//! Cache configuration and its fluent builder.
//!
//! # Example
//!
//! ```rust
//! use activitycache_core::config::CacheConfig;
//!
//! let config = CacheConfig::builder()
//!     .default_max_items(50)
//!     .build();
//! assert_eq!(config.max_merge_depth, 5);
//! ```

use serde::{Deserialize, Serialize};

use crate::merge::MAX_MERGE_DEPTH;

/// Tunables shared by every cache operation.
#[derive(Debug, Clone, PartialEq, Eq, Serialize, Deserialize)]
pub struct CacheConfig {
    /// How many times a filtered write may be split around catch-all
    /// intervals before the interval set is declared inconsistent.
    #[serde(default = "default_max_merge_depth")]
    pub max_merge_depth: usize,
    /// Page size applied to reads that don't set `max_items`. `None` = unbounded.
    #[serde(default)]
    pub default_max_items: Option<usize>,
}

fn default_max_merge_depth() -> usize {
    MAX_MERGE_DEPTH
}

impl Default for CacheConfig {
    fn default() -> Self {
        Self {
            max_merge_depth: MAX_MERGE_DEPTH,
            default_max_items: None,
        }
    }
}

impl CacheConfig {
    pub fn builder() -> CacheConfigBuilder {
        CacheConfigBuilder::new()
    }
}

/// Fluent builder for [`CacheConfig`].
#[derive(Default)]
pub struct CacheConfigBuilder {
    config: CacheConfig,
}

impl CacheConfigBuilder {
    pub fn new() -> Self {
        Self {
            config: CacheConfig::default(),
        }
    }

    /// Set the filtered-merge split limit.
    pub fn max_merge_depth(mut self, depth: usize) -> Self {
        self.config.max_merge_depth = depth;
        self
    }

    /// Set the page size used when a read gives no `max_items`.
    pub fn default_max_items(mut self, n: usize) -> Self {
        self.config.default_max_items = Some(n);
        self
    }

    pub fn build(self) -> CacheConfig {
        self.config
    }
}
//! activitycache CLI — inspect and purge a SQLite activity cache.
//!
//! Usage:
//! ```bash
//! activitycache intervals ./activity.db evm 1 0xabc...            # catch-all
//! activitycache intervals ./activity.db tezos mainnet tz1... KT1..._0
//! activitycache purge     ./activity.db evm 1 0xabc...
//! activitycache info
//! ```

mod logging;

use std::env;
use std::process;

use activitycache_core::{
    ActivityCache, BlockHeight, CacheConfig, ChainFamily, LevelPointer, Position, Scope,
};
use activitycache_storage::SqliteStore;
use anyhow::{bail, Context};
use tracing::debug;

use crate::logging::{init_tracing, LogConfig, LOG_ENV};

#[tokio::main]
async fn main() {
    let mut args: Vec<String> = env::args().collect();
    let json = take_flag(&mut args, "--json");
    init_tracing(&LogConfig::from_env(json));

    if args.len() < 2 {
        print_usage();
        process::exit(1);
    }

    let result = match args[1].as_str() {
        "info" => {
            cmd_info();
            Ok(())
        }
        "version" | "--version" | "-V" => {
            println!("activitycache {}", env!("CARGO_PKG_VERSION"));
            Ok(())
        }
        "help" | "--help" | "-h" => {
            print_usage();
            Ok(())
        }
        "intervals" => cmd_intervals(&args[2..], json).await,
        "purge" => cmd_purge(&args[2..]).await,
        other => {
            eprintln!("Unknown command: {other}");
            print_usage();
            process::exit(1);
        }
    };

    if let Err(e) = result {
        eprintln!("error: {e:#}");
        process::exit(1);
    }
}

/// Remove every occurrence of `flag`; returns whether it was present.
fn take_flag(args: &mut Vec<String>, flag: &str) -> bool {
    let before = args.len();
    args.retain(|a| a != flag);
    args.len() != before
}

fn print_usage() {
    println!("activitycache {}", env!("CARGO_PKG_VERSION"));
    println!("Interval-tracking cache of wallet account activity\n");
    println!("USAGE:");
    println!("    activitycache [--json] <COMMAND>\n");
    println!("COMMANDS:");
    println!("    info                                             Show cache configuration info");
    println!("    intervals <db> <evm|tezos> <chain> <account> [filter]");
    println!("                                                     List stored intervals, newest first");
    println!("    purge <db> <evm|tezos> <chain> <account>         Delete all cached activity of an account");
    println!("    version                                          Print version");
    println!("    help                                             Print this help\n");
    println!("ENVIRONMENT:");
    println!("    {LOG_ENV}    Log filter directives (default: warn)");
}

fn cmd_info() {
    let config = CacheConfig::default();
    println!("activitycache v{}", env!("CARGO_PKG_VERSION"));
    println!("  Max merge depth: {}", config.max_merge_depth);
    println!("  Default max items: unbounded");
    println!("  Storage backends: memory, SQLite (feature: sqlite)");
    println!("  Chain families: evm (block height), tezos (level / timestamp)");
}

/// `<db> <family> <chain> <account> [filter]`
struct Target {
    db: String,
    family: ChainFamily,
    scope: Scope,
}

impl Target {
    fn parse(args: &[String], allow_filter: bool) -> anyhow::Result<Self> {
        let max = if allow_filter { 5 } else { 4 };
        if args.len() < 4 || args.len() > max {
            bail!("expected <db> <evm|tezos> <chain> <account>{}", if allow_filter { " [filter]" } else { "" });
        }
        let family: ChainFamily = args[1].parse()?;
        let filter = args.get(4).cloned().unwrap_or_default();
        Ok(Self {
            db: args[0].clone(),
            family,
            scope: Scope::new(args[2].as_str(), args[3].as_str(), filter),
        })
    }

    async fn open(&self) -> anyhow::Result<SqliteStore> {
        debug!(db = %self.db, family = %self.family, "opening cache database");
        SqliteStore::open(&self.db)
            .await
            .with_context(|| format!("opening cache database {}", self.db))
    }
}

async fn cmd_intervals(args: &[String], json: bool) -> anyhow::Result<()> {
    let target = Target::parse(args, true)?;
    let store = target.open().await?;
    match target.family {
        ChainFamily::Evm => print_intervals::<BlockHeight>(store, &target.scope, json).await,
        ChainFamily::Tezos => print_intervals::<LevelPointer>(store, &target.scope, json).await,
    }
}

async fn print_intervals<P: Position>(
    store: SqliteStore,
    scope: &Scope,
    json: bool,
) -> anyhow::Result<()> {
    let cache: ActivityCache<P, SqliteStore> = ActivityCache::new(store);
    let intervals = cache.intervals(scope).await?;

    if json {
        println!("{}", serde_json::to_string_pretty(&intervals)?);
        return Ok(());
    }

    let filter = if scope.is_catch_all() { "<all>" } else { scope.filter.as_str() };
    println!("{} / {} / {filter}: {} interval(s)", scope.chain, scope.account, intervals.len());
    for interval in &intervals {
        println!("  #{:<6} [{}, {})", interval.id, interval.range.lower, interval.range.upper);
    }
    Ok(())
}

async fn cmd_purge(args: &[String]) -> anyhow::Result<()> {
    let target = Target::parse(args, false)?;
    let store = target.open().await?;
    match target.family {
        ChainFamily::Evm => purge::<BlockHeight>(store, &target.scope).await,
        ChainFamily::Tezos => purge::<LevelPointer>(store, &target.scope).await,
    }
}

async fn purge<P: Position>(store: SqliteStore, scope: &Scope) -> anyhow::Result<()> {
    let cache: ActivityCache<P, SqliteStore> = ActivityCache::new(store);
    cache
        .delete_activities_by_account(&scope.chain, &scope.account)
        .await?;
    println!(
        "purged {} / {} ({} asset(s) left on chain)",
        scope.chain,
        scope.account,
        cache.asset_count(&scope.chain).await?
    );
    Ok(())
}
...
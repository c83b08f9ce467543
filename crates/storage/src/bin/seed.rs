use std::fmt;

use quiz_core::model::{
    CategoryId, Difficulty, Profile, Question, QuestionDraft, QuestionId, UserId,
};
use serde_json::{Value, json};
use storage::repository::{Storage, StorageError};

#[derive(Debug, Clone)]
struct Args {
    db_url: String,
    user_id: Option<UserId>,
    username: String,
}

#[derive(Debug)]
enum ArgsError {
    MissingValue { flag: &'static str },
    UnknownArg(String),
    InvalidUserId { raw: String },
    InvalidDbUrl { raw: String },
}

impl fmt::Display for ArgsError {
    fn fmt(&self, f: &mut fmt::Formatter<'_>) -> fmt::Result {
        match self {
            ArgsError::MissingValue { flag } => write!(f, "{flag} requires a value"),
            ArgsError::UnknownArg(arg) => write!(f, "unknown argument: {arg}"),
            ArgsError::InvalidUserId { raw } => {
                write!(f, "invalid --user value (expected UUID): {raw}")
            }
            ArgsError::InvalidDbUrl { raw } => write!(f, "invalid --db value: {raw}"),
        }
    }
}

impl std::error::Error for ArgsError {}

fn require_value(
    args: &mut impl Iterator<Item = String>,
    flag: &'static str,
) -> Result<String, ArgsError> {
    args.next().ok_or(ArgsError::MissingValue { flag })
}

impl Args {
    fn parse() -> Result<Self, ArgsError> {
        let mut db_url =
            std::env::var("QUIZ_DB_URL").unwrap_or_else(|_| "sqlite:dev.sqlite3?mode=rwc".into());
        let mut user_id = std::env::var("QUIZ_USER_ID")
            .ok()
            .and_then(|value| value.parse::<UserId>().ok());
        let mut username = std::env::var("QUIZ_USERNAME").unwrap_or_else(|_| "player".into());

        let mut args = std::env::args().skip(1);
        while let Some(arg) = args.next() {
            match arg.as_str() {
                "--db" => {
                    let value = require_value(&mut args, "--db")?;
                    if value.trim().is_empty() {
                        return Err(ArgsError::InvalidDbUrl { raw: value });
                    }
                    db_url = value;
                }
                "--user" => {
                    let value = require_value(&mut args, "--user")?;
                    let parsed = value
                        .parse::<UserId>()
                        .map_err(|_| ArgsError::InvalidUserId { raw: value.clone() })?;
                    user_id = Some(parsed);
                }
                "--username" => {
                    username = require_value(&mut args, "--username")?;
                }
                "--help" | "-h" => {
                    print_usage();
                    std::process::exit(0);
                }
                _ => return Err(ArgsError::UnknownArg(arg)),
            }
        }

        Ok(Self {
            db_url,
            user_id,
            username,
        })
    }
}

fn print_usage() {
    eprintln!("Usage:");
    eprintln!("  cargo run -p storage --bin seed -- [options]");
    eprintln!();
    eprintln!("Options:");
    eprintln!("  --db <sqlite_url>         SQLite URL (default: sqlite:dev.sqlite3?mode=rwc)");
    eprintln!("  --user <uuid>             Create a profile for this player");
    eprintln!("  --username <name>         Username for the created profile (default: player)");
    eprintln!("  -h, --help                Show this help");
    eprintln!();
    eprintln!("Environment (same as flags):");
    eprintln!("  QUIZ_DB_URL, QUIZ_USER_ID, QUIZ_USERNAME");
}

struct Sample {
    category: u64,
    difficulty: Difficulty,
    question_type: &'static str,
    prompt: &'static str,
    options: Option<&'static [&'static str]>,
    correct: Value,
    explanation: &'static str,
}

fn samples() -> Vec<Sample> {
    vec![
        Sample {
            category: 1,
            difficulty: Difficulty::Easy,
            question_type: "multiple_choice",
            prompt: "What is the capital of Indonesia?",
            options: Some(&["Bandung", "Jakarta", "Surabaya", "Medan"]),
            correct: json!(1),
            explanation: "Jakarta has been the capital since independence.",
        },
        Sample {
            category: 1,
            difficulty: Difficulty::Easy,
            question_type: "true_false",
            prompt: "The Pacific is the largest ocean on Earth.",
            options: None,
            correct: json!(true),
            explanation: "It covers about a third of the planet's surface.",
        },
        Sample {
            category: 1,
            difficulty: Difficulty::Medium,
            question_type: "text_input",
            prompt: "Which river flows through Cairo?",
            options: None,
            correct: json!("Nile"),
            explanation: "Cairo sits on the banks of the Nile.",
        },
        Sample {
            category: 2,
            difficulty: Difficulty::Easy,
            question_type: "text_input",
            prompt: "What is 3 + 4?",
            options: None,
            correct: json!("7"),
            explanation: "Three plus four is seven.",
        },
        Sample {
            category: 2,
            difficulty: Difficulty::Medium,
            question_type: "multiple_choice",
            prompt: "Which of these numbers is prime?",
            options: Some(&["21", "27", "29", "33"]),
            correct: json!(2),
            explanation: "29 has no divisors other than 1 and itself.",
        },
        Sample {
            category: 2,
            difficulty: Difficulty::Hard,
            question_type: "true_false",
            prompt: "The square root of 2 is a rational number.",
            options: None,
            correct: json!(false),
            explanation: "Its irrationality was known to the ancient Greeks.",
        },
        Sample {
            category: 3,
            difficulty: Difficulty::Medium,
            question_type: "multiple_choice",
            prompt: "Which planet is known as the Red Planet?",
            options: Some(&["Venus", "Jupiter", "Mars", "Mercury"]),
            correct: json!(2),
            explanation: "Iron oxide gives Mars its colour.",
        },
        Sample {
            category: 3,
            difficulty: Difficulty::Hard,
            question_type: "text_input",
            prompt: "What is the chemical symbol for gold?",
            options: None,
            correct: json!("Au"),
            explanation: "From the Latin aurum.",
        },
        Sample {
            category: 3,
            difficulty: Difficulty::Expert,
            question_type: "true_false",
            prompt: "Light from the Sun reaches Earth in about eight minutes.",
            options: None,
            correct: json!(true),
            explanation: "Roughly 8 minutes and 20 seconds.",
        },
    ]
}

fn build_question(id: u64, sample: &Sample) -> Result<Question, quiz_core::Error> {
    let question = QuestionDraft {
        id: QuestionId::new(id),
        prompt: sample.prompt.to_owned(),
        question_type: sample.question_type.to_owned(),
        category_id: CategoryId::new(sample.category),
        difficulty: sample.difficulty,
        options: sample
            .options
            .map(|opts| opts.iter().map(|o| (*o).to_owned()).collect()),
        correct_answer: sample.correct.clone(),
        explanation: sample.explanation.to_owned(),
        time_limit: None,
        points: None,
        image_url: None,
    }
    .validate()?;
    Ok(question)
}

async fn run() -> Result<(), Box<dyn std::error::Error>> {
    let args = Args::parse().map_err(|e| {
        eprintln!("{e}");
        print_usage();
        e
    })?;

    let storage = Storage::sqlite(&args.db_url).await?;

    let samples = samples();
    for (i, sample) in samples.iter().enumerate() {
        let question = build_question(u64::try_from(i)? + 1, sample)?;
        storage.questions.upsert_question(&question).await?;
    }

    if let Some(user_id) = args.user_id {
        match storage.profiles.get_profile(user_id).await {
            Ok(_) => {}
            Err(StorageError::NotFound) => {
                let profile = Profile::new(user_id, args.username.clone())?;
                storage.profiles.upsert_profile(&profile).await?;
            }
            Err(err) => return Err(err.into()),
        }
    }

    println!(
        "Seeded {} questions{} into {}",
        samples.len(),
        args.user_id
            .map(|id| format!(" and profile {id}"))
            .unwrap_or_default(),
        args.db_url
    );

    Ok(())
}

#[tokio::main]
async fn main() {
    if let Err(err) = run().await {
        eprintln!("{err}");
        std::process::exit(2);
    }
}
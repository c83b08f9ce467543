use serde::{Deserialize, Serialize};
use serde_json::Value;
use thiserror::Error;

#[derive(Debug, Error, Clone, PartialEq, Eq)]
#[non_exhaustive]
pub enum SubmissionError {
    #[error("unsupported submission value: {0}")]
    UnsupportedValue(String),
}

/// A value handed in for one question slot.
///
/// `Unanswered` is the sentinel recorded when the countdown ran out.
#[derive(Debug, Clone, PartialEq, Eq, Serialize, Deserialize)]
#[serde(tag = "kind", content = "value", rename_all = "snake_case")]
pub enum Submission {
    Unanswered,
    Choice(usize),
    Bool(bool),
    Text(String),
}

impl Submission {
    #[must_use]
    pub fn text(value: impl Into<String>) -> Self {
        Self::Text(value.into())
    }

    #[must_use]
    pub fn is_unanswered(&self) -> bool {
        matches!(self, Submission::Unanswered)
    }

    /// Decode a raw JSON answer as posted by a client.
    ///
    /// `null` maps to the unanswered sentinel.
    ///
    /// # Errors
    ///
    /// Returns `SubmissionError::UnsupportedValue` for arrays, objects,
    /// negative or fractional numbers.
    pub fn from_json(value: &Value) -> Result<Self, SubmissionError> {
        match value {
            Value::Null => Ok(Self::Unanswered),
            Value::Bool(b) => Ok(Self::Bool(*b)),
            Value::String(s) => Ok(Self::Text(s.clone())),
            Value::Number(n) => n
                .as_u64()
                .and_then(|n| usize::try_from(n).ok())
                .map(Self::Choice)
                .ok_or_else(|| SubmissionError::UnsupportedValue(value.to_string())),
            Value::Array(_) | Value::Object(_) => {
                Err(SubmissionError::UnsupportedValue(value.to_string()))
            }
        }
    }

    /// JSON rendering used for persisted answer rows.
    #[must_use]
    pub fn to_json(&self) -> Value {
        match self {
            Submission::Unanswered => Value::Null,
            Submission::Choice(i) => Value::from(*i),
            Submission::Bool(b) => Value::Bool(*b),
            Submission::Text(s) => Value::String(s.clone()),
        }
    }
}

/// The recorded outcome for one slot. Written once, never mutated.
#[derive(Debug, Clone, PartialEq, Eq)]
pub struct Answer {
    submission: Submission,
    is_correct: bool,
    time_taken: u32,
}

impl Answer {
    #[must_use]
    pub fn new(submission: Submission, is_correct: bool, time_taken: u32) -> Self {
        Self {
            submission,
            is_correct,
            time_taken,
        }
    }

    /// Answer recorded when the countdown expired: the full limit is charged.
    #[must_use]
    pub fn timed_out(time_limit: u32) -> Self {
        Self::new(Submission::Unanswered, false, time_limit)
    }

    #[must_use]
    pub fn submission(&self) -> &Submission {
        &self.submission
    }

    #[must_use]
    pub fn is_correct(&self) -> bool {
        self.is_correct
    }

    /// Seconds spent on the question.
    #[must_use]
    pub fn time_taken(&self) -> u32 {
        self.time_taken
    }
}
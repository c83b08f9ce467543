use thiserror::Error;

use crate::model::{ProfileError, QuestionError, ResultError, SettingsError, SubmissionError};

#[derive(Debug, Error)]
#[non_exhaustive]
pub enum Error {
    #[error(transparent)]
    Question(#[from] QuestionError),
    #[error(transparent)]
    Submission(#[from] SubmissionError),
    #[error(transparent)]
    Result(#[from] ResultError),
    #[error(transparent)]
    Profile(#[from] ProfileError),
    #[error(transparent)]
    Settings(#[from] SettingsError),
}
* * *
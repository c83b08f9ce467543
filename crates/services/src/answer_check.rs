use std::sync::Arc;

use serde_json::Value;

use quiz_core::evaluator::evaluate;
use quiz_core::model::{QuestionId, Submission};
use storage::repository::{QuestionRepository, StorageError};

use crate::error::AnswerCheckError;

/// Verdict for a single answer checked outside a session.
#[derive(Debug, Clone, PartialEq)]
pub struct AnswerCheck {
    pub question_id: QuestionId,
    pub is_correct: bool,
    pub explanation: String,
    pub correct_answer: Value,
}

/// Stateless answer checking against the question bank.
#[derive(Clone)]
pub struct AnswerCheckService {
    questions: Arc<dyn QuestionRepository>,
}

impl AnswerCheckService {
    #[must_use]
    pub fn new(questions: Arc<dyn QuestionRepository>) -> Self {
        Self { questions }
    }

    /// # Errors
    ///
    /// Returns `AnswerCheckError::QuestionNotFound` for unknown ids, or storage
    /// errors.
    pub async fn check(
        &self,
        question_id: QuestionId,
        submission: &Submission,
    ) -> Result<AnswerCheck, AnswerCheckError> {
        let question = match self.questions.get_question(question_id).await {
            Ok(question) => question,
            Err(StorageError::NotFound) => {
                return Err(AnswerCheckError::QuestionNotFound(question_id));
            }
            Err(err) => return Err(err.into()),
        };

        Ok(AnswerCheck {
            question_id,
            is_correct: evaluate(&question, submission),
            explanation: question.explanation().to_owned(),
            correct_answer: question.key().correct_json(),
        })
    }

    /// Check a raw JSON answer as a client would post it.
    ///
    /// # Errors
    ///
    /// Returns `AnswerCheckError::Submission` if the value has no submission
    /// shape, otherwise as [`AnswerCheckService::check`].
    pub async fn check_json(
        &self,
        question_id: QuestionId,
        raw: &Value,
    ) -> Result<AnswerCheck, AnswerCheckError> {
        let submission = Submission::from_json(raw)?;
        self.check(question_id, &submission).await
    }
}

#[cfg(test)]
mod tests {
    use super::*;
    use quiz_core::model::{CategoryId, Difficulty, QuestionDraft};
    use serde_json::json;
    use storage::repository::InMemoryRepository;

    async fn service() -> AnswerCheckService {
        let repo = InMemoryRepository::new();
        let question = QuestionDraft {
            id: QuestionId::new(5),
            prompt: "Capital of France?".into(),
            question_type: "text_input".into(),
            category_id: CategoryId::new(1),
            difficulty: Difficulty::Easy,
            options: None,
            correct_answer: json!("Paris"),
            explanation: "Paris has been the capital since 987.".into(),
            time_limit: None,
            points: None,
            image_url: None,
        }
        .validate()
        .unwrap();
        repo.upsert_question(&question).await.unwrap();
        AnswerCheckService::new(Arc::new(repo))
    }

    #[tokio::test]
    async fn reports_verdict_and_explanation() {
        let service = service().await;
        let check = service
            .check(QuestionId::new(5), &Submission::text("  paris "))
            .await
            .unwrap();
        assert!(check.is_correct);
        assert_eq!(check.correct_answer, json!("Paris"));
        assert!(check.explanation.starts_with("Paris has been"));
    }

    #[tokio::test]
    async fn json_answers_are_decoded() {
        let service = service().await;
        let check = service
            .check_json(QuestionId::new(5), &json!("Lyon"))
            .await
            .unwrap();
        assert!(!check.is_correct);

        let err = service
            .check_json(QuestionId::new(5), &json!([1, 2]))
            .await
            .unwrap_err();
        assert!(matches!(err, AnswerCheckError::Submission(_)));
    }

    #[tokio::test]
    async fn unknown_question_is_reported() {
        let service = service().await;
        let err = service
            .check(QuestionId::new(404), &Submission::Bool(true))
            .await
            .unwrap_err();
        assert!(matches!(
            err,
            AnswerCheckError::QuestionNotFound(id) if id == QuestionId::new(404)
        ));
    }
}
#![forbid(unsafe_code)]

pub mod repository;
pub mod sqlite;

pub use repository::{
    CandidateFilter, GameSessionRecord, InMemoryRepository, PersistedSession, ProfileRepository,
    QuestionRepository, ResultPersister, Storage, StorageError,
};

*What the task asks*
Return the count of lines in the entries above that include the word "QuestionRepository", without any added text.

*Answer for the task*
4